Vibegron is a selective beta 3 adrenergic receptor (β3AR) agonist that is being developed in Japan jointly by Kyorin Pharmaceutical Co., Ltd and Kissei Pharmaceutical Co., Ltd and in other regions worldwide (except in several other Asian countries) by Urovant Sciences for the treatment of overactive bladder (OAB). Vibegron potently activates human b3AR and increases cAMP levels, with an EC50 of 1.1 nM. Based on results from Japanese phase III trials, vibegron received approval in Japan in September 2018 for this indication. Vibegron, an active ingredient of Beova® Tablets, is a novel once-daily oral treatment for overactive bladder (OAB), acts selectively on the bladder's β3-adrenergic receptor, relaxes the bladder and enhances the urine collection, and consequently improves the symptoms of urgency, urinary frequency and urge urinary incontinence associated with OAB. On December 23, 2020 the FDA approved vibegron (Gemtesa) for the treatment of adult patients with overactive bladder (OAB) with symptoms of urge urinary incontinence (UUI), urgency, and urinary frequency.

Nifurtimox is a nitrofuran derivative used as a primary agent in the treatment of American trypanosomiasis (Chagas' disease) caused by Trypanosoma cruzi, especially in the acute, early stage of the disease. The efficacy of nifurtimox in the treatment of chronic Chagas' disease varies from one country to another, possibly due to variation in the sensitivity of different strains of the organism. Nifurtimox has also been used to treat African trypanosomiasis (sleeping sickness) and is active in the second stage of the disease (central nervous system involvement). When nifurtimox is given on its own, about half of all patients will relapse, but the combination of melarsoprol with nifurtimox appears to be efficacious.
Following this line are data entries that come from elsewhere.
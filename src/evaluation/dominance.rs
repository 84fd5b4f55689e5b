/// Partial-order relation between two feature vectors under componentwise
/// ordering.
///
/// `Dominates` means self is ≥ the other vector in every component with at
/// least one strict >; `Dominated` is the mirror image. Vectors with both a
/// strictly smaller and a strictly greater component are `Incomparable`, a
/// distinct variant rather than an overloaded integer code.
#[derive(Debug, Clone, Copy, PartialEq, Eq)]
pub enum Dominance {
    Equal,
    Dominates,
    Dominated,
    Incomparable,
}

impl Dominance {
    /// Classifies the relation of `x` to `y`.
    ///
    /// Scans componentwise, counting strict < and strict > occurrences, and
    /// short-circuits to `Incomparable` as soon as one of each has been seen.
    /// Both slices must have the same length.
    pub fn between(x: &[f64], y: &[f64]) -> Dominance {
        debug_assert_eq!(x.len(), y.len());
        let mut less = 0usize;
        let mut greater = 0usize;
        for (a, b) in x.iter().zip(y.iter()) {
            if a < b {
                less += 1;
            } else if a > b {
                greater += 1;
            }
            if less > 0 && greater > 0 {
                return Dominance::Incomparable;
            }
        }
        match (less > 0, greater > 0) {
            (false, false) => Dominance::Equal,
            (true, false) => Dominance::Dominated,
            (false, true) => Dominance::Dominates,
            (true, true) => Dominance::Incomparable,
        }
    }

    /// The relation seen from the other vector's side.
    pub fn flipped(self) -> Dominance {
        match self {
            Dominance::Dominates => Dominance::Dominated,
            Dominance::Dominated => Dominance::Dominates,
            other => other,
        }
    }
}
use thiserror::Error;

/// Schema violations detected while preparing a dataset for evaluation.
///
/// These are fatal: the run aborts immediately, nothing is retried and no
/// partial result is produced.
#[derive(Debug, Error)]
pub enum DataFormatError {
    #[error("dataset '{0}' declares no output attribute")]
    MissingOutputAttribute(String),

    #[error("output attribute '{0}' is real-valued; expected an integer or nominal class")]
    RealValuedOutput(String),

    #[error("instance {row} has {found} values, expected {expected}")]
    RowWidth {
        row: usize,
        found: usize,
        expected: usize,
    },

    #[error("row {row} out of range for a dataset of {len} instances")]
    RowOutOfRange { row: usize, len: usize },

    #[error("instance {0} has a missing class value")]
    MissingClassValue(usize),

    #[error("instance {row} has class {value}, outside [0, {num_classes})")]
    ClassOutOfRange {
        row: usize,
        value: i64,
        num_classes: usize,
    },
}

#[derive(Debug, Error)]
pub enum EvaluationError {
    #[error(transparent)]
    DataFormat(#[from] DataFormatError),

    #[error("invalid parameter: {0}")]
    InvalidParameter(String),

    #[error("train and test schemas disagree: {0}")]
    SchemaMismatch(String),

    #[error(transparent)]
    Io(#[from] std::io::Error),
}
Nifurtimox forms a nitro-anion radical metabolite that reacts with nucleic acids of the parasite causing significant break down of DNA. Nifurtimox undergoes reduction and creates oxygen radicals such as superoxide. These radicals are toxic to T. cruzi. Mammalian cells are protected by the presence of catalase, glutathione, peroxidases, and superoxide dismutase. Accumulation of hydrogen peroxide to cytotoxic levels results in parasite death. Side effects occur following chronic administration, particularly in elderly people. Major toxicities include immediate hypersensitivities such as anaphylaxis and delayed hypersensitivity reaction involving icterus and dermatitis. Central nervous system disturbances and peripheral neuropathy may also occur.